As the popularity of cryptocurrencies keeps growing, the news about this exchange or the other being hacked (Mt.Gox, Coincheck, Bitfinex, etc.) vigorously shake the market. This makes end-users question the security of their funds and look for safer alternatives with decentralized exchanges being one of them.

What’s wrong with centralized exchanges?

Although centralized trading platforms give users access to cryptocurrencies, they lack the advantages provided by the blockchain technology itself.

They have full control over users’ funds while storing them in a single central hub which is literally a honey pot for hackers of all sorts. Their opaque business models allow them to charge higher transaction fees and to manipulate the prices in their own favor. Also, users may lose access to their funds if an exchange gets blocked by local authorities. Finally, problems related to the performance of their central servers significantly increase the risks, especially for those who exchange large volumes.

The approach utilized by decentralized exchanges has the potential to resolve all these problems in a single blow.

Decentralized exchanges’ pros and cons

Unlike their centralized alternatives, decentralized exchanges (or shortly DEX’es) rely on the blockchain technology itself allowing users to exchange assets on a peer-to-peer basis while remaining in charge of their private keys. DEX’es have no access to end-users’ funds, neither do they employ any central entity for storing user’s personal data relying on a distributed registry instead.

With that said, decentralized exchanges provide their users with the following benefits:

  • Higher security and privacy. As DEX’es do not store users’ assets, they are not exposed to hackers. The lack of a single entry point providing access to the funds and personal data eliminates the risk of any breaches caused by external attacks.

  • Low risk of price manipulations. The transparent nature of decentralized exchanges and the lack of a central hub interested in manipulations for the sake of its profit reduces the risks of prices being falsified.

  • Independence from regulators. Decentralized exchanges do not suffer from the government’s pressure due to their distributed architecture. As they store no personal data, all these KYC (Know-Your-Customer) and AML (Anti-Money-Laundering) procedures are simply useless.

  • Easy token listing. Blockchain startups that struggle to have their tokens listed on centralized exchanges may easily distribute them via DEX’es. Thus, they provide their supporters with minimum liquidity without having to pay enormous sums for listing.

Sounds like a perfect solution for cryptocurrency enthusiasts, doesn’t it? Lower your expectations, though, this coin has its dark side as well.

For one, the popularity of DEX’es is still much lower which significantly reduces liquidity for all the listed tokens.
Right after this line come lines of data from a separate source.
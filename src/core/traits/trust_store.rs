use std::path::PathBuf;

use crate::core::errors::Result;
use crate::core::models::key_source::KeySource;

/// Port for the durable, scope-partitioned store of trusted keys.
///
/// Both operations read `key` from its current position and return the
/// path the key was written to.
pub trait TrustStore {
    /// Store a key trusted for every prefix.
    fn store_root_key(&self, key: &mut KeySource) -> Result<PathBuf>;

    /// Store a key trusted only under `prefix`.
    fn store_key_for_prefix(&self, prefix: &str, key: &mut KeySource) -> Result<PathBuf>;
}
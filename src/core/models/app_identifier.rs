use std::collections::BTreeSet;
use std::sync::OnceLock;

use regex::Regex;

use crate::core::errors::{Result, TrustError};

/// Lower-case identifier: alphanumeric runs joined by `-`, `.`, `_`, `~` or `/`.
fn name_pattern() -> &'static Regex {
    static PATTERN: OnceLock<Regex> = OnceLock::new();
    PATTERN.get_or_init(|| {
        Regex::new(r"^[a-z0-9]+([-._~/][a-z0-9]+)*$").expect("static regex is valid")
    })
}

/// Check that `name` is a valid identifier for discovery and for use as a
/// trust-store directory.
pub fn validate_name(name: &str) -> Result<()> {
    if name_pattern().is_match(name) {
        Ok(())
    } else {
        Err(TrustError::InvalidPrefix {
            prefix: name.to_string(),
            reason: "must be lower-case alphanumerics separated by one of '-._~/'".into(),
        })
    }
}

/// Canonical application identifier used for prefix discovery.
///
/// Accepts `name`, `name:version` and trailing `,label=value` pairs, e.g.
/// `example.com/app:1.0.0,os=linux`. Labels are checked for shape only;
/// key discovery depends on the name alone.
#[derive(Debug, Clone, PartialEq, Eq)]
pub struct AppIdentifier {
    pub name: String,
}

impl AppIdentifier {
    pub fn parse(input: &str) -> Result<Self> {
        let invalid = |reason: &str| TrustError::InvalidPrefix {
            prefix: input.to_string(),
            reason: reason.to_string(),
        };

        let mut parts = input.split(',');
        let head = parts.next().unwrap_or_default();
        let mut labels = BTreeSet::new();

        let name = match head.split_once(':') {
            Some((name, version)) => {
                if version.is_empty() {
                    return Err(invalid("empty version after ':'"));
                }
                labels.insert("version");
                name
            }
            None => head,
        };
        validate_name(name)?;

        for part in parts {
            let (key, value) = part
                .split_once('=')
                .ok_or_else(|| invalid(&format!("label '{part}' is not key=value")))?;
            if key.is_empty() || value.is_empty() {
                return Err(invalid(&format!("label '{part}' is not key=value")));
            }
            if !labels.insert(key) {
                return Err(invalid(&format!("label '{key}' given twice")));
            }
        }

        Ok(Self {
            name: name.to_string(),
        })
    }

    /// Path prefixes of the name, longest first:
    /// `example.com/a/b`, `example.com/a`, `example.com`.
    pub fn walk_prefixes(&self) -> Vec<&str> {
        let mut prefixes = vec![self.name.as_str()];
        let mut rest = self.name.as_str();
        while let Some((head, _)) = rest.rsplit_once('/') {
            prefixes.push(head);
            rest = head;
        }
        prefixes
    }
}
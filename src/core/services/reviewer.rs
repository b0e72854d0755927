use std::io::{BufRead, Write};

use crate::core::errors::Result;
use crate::core::models::key_source::KeySource;
use crate::core::models::trust_scope::TrustScope;
use crate::core::services::operator::Operator;
use crate::core::traits::key_parser::KeyRingParser;

const TRUST_PROMPT: &str = "Are you sure you want to trust this key (yes/no)?";

/// Rewinds the borrowed source when dropped, whatever the exit path.
struct RewindOnDrop<'s>(&'s mut KeySource);

impl Drop for RewindOnDrop<'_> {
    fn drop(&mut self) {
        let _ = self.0.rewind();
    }
}

/// Shows a key's fingerprints and identities and decides whether to trust it.
pub struct Reviewer<'a, P: KeyRingParser + ?Sized> {
    pub parser: &'a P,
}

impl<P: KeyRingParser + ?Sized> Reviewer<'_, P> {
    /// Returns `true` when the key is accepted.
    ///
    /// `source` is left at offset 0 on return, including on errors.
    pub fn review<R: BufRead, W: Write>(
        &self,
        scope: &TrustScope,
        location: &str,
        source: &mut KeySource,
        force_accept: bool,
        operator: &mut Operator<R, W>,
    ) -> Result<bool> {
        let guard = RewindOnDrop(source);
        guard.0.rewind()?;

        let ring = self.parser.parse(&mut *guard.0)?;

        operator.say(&format!("Prefix: {:?}", scope.prefix()))?;
        operator.say(&format!("Key: {location:?}"))?;
        for line in ring.summary_lines() {
            operator.say(&line)?;
        }

        if force_accept {
            return Ok(true);
        }

        operator.confirm(TRUST_PROMPT)
    }
}
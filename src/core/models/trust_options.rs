/// Flags for one `add_keys` batch. Read-only for the whole batch.
#[derive(Debug, Clone, Copy, Default, PartialEq, Eq)]
pub struct TrustOptions {
    /// Permit plaintext HTTP for discovery and key fetches.
    pub allow_insecure_http: bool,
    /// Accept every key without asking the operator.
    pub force_accept: bool,
    /// Report failed discovery attempts.
    pub debug: bool,
}
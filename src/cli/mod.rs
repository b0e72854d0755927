pub mod commands;
pub mod context;
pub mod output;

use std::path::PathBuf;

use clap::{Parser, Subcommand};

/// Trust-on-first-use acquisition of OpenPGP signing keys.
#[derive(Parser, Debug)]
#[command(name = "keytrust", version, about, long_about = None)]
pub struct Cli {
    #[command(subcommand)]
    pub command: Commands,

    /// Path to alternative config file
    #[arg(long, global = true)]
    pub config: Option<PathBuf>,

    /// System-level trust store directory (read-only)
    #[arg(long, global = true, env = "KEYTRUST_SYSTEM_CONFIG")]
    pub system_config: Option<PathBuf>,

    /// User-level trust store directory (keys are written here)
    #[arg(long, global = true, env = "KEYTRUST_USER_CONFIG")]
    pub user_config: Option<PathBuf>,
}

#[derive(Subcommand, Debug)]
pub enum Commands {
    /// Review and trust signing keys for a prefix or the root scope
    Trust {
        /// Key locations: file paths or http(s) URLs. Discovered via --prefix when omitted.
        keys: Vec<String>,

        /// Prefix to limit trust to (also used for key discovery)
        #[arg(long, conflicts_with = "root")]
        prefix: Option<String>,

        /// Trust the keys for every prefix
        #[arg(long)]
        root: bool,

        /// Allow plaintext HTTP for discovery and key fetches
        #[arg(long)]
        insecure_allow_http: bool,

        /// Accept keys without showing the fingerprint prompt
        #[arg(long)]
        skip_fingerprint_review: bool,

        /// Report failed discovery attempts
        #[arg(long)]
        debug: bool,
    },

    /// List trusted key files
    List {
        /// Only keys trusted for this prefix
        #[arg(long, conflicts_with = "root")]
        prefix: Option<String>,

        /// Only keys trusted for every prefix
        #[arg(long)]
        root: bool,
    },
}
use crate::core::errors::Result;
use crate::core::models::app_identifier::AppIdentifier;
use crate::core::models::discovery::DiscoveredKeys;

/// Port for prefix-based public key discovery.
///
/// Implementations live in `adapters::discovery`. An `Err` means discovery
/// itself could not run; a walk that merely found nothing returns `Ok` with
/// no locations and the failed attempts.
pub trait KeyDiscovery {
    fn discover(&self, app: &AppIdentifier, allow_insecure_http: bool) -> Result<DiscoveredKeys>;
}
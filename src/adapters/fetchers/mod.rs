pub mod remote_fetcher;
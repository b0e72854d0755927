/// A 20-byte OpenPGP v4 fingerprint.
#[derive(Debug, Clone, Copy, PartialEq, Eq, Hash)]
pub struct Fingerprint(pub [u8; 20]);

impl Fingerprint {
    /// Lower-case hex without separators, used as a trust-store file name.
    pub fn to_file_name(&self) -> String {
        self.0.iter().map(|b| format!("{b:02x}")).collect()
    }
}

impl TryFrom<&[u8]> for Fingerprint {
    type Error = usize;

    /// Fails with the actual length when it is not 20 bytes.
    fn try_from(bytes: &[u8]) -> std::result::Result<Self, Self::Error> {
        <[u8; 20]>::try_from(bytes)
            .map(Self)
            .map_err(|_| bytes.len())
    }
}

/// GPG-style grouping: pairs of bytes separated by a space, with a double
/// space after the tenth byte.
///
/// `DC55 6D6C 97EB 44D5 90DB  27EB 5A9F 303C 35BE A4F5`
impl std::fmt::Display for Fingerprint {
    fn fmt(&self, f: &mut std::fmt::Formatter<'_>) -> std::fmt::Result {
        for (i, b) in self.0.iter().enumerate() {
            if i > 0 && i % 2 == 0 {
                f.write_str(" ")?;
                if i == 10 {
                    f.write_str(" ")?;
                }
            }
            write!(f, "{b:02X}")?;
        }
        Ok(())
    }
}

/// One key from an armored key ring, reduced to what an operator reviews.
#[derive(Debug, Clone, PartialEq, Eq)]
pub struct ParsedKey {
    pub fingerprint: Fingerprint,
    pub subkeys: Vec<Fingerprint>,
    pub identities: Vec<String>,
}

/// Keys parsed from armored data. Display-only: the trust store keeps the
/// original armored bytes, never this form.
#[derive(Debug, Clone, Default, PartialEq, Eq)]
pub struct ParsedKeyRing {
    pub keys: Vec<ParsedKey>,
}

impl ParsedKeyRing {
    /// Summary lines for the operator, one key after another.
    pub fn summary_lines(&self) -> Vec<String> {
        let mut lines = Vec::new();
        for key in &self.keys {
            lines.push(format!("GPG key fingerprint is: {}", key.fingerprint));
            for sk in &key.subkeys {
                lines.push(format!("    Subkey fingerprint: {sk}"));
            }
            for id in &key.identities {
                lines.push(format!("\t{id}"));
            }
        }
        lines
    }
}
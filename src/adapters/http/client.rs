use tokio::runtime::Runtime;

use crate::core::errors::{Result, TrustError};

/// Build the reqwest client used for key fetches and discovery.
///
/// No request timeout is set; fetches are bounded by the transport alone.
pub fn build_client() -> Result<reqwest::Client> {
    reqwest::Client::builder()
        .user_agent(concat!("keytrust/", env!("CARGO_PKG_VERSION")))
        .build()
        .map_err(|e| TrustError::HttpClient {
            reason: e.to_string(),
        })
}

/// A single-threaded runtime to drive one blocking call at a time.
pub fn runtime() -> Result<Runtime> {
    tokio::runtime::Builder::new_current_thread()
        .enable_all()
        .build()
        .map_err(TrustError::Io)
}

#[cfg(test)]
mod tests {
    use super::*;

    #[test]
    fn client_and_runtime_build() {
        assert!(build_client().is_ok());
        assert!(runtime().is_ok());
    }

    #[test]
    fn client_error_names_no_location() {
        let err = TrustError::HttpClient {
            reason: "no TLS backend".into(),
        };
        assert_eq!(
            err.to_string(),
            "Failed to create HTTP client: no TLS backend"
        );
    }
}
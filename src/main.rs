mod adapters;
mod cli;
mod config;
mod core;

use clap::Parser;

use cli::commands::trust::TrustArgs;
use cli::context::Context;
use cli::{Cli, Commands};

fn run(args: &Cli) -> crate::core::errors::Result<()> {
    let ctx = Context::resolve(args)?;

    match &args.command {
        Commands::Trust {
            keys,
            prefix,
            root,
            insecure_allow_http,
            skip_fingerprint_review,
            debug,
        } => cli::commands::trust::execute(
            &ctx,
            &TrustArgs {
                keys,
                prefix: prefix.as_deref(),
                root: *root,
                insecure_allow_http: *insecure_allow_http,
                skip_fingerprint_review: *skip_fingerprint_review,
                debug: *debug,
            },
        ),
        Commands::List { prefix, root } => {
            cli::commands::list::execute(&ctx, prefix.as_deref(), *root)
        }
    }
}

fn main() {
    let args = Cli::parse();

    if let Err(e) = run(&args) {
        cli::output::error(&format!("Error: {e}"));
        std::process::exit(1);
    }
}
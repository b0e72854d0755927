use std::path::PathBuf;

use crate::adapters::parsers::armored_key_parser::ArmoredKeyParser;
use crate::adapters::trust_stores::file_trust_store::FileTrustStore;
use crate::cli::Cli;
use crate::config::app_config::AppConfig;
use crate::core::errors::Result;

/// Settings resolved once per invocation: CLI flag or env var first,
/// then the config file, then built-in defaults.
#[derive(Debug, Clone)]
pub struct Context {
    pub system_config_dir: PathBuf,
    pub user_config_dir: PathBuf,
    pub insecure_allow_http: bool,
}

impl Context {
    pub fn resolve(cli: &Cli) -> Result<Self> {
        let config = AppConfig::load(cli.config.as_deref())?;

        Ok(Self {
            system_config_dir: cli
                .system_config
                .clone()
                .unwrap_or(config.trust.system_config_dir),
            user_config_dir: cli
                .user_config
                .clone()
                .unwrap_or(config.trust.user_config_dir),
            insecure_allow_http: config.trust.insecure_allow_http,
        })
    }

    /// The on-disk trust store rooted at the resolved directories.
    pub fn trust_store(&self) -> FileTrustStore<ArmoredKeyParser> {
        FileTrustStore::new(
            self.system_config_dir.clone(),
            self.user_config_dir.clone(),
            ArmoredKeyParser::new(),
        )
    }
}
use serde::Deserialize;
use std::path::{Path, PathBuf};

use crate::core::errors::{Result, TrustError};

/// System-wide trust store root, normally populated by packaging.
pub const DEFAULT_SYSTEM_CONFIG_DIR: &str = "/usr/lib/keytrust";

/// Local trust store root, the one `keytrust trust` writes to.
pub const DEFAULT_USER_CONFIG_DIR: &str = "/etc/keytrust";

/// Top-level keytrust configuration read from `config.toml`.
#[derive(Debug, Clone, Default, Deserialize)]
pub struct AppConfig {
    #[serde(default)]
    pub trust: TrustSection,
}

impl AppConfig {
    /// Default location: `<config dir>/keytrust/config.toml`.
    pub fn default_path() -> Option<PathBuf> {
        dirs::config_dir().map(|d| d.join("keytrust").join("config.toml"))
    }

    /// Load the configuration.
    ///
    /// An explicit path must exist. Without one, the default path is read
    /// if present and built-in defaults are used otherwise.
    pub fn load(explicit: Option<&Path>) -> Result<Self> {
        match explicit {
            Some(path) => {
                if !path.exists() {
                    return Err(TrustError::InvalidConfig {
                        detail: format!("{} not found", path.display()),
                    });
                }
                Self::load_file(path)
            }
            None => match Self::default_path() {
                Some(path) if path.exists() => Self::load_file(&path),
                _ => Ok(Self::default()),
            },
        }
    }

    fn load_file(path: &Path) -> Result<Self> {
        let content = std::fs::read_to_string(path)?;
        toml::from_str(&content).map_err(|e| TrustError::InvalidConfig {
            detail: format!("Failed to parse {}: {e}", path.display()),
        })
    }
}

/// The `[trust]` section.
#[derive(Debug, Clone, Deserialize)]
pub struct TrustSection {
    #[serde(default = "default_system_config_dir")]
    pub system_config_dir: PathBuf,
    #[serde(default = "default_user_config_dir")]
    pub user_config_dir: PathBuf,
    /// Allow plaintext HTTP without passing --insecure-allow-http.
    #[serde(default)]
    pub insecure_allow_http: bool,
}

impl Default for TrustSection {
    fn default() -> Self {
        Self {
            system_config_dir: default_system_config_dir(),
            user_config_dir: default_user_config_dir(),
            insecure_allow_http: false,
        }
    }
}

fn default_system_config_dir() -> PathBuf {
    PathBuf::from(DEFAULT_SYSTEM_CONFIG_DIR)
}

fn default_user_config_dir() -> PathBuf {
    PathBuf::from(DEFAULT_USER_CONFIG_DIR)
}

#[cfg(test)]
mod tests {
    use super::*;

    fn write_config(content: &str) -> (tempfile::TempDir, PathBuf) {
        let dir = tempfile::tempdir().unwrap();
        let path = dir.path().join("config.toml");
        std::fs::write(&path, content).unwrap();
        (dir, path)
    }

    #[test]
    fn empty_file_uses_defaults() {
        let (_dir, path) = write_config("");
        let config = AppConfig::load(Some(&path)).unwrap();
        assert_eq!(
            config.trust.system_config_dir,
            PathBuf::from(DEFAULT_SYSTEM_CONFIG_DIR)
        );
        assert_eq!(
            config.trust.user_config_dir,
            PathBuf::from(DEFAULT_USER_CONFIG_DIR)
        );
        assert!(!config.trust.insecure_allow_http);
    }

    #[test]
    fn trust_section_overrides_defaults() {
        let (_dir, path) = write_config(
            "[trust]\nuser_config_dir = \"/home/ops/.keytrust\"\ninsecure_allow_http = true\n",
        );
        let config = AppConfig::load(Some(&path)).unwrap();
        assert_eq!(
            config.trust.user_config_dir,
            PathBuf::from("/home/ops/.keytrust")
        );
        assert_eq!(
            config.trust.system_config_dir,
            PathBuf::from(DEFAULT_SYSTEM_CONFIG_DIR)
        );
        assert!(config.trust.insecure_allow_http);
    }

    #[test]
    fn missing_explicit_file_fails() {
        let dir = tempfile::tempdir().unwrap();
        let err = AppConfig::load(Some(&dir.path().join("absent.toml"))).unwrap_err();
        assert!(matches!(err, TrustError::InvalidConfig { .. }));
    }

    #[test]
    fn malformed_file_fails() {
        let (_dir, path) = write_config("[trust\n");
        let err = AppConfig::load(Some(&path)).unwrap_err();
        assert!(matches!(err, TrustError::InvalidConfig { .. }));
    }
}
Their interfaces are typically much more complicated and, what’s worse, those that are based on the Ethereum blockchain suffer from the same scalability problems inherent to the underlying platform. Thus, if the network gets congested, transaction fees may become really high and the confirmation time will be way longer.

Some examples of decentralized exchanges

Although the number of DEX’es represented in the market has significantly grown over the past few years, not many of them can boast of high liquidity. If you are eager to give such platforms a try, here are some of the most popular solutions according to the statistics provided by Dappradar:

  • 0x: this is an open protocol based on Ethereum. So far, it has managed to gain the highest daily trading volume.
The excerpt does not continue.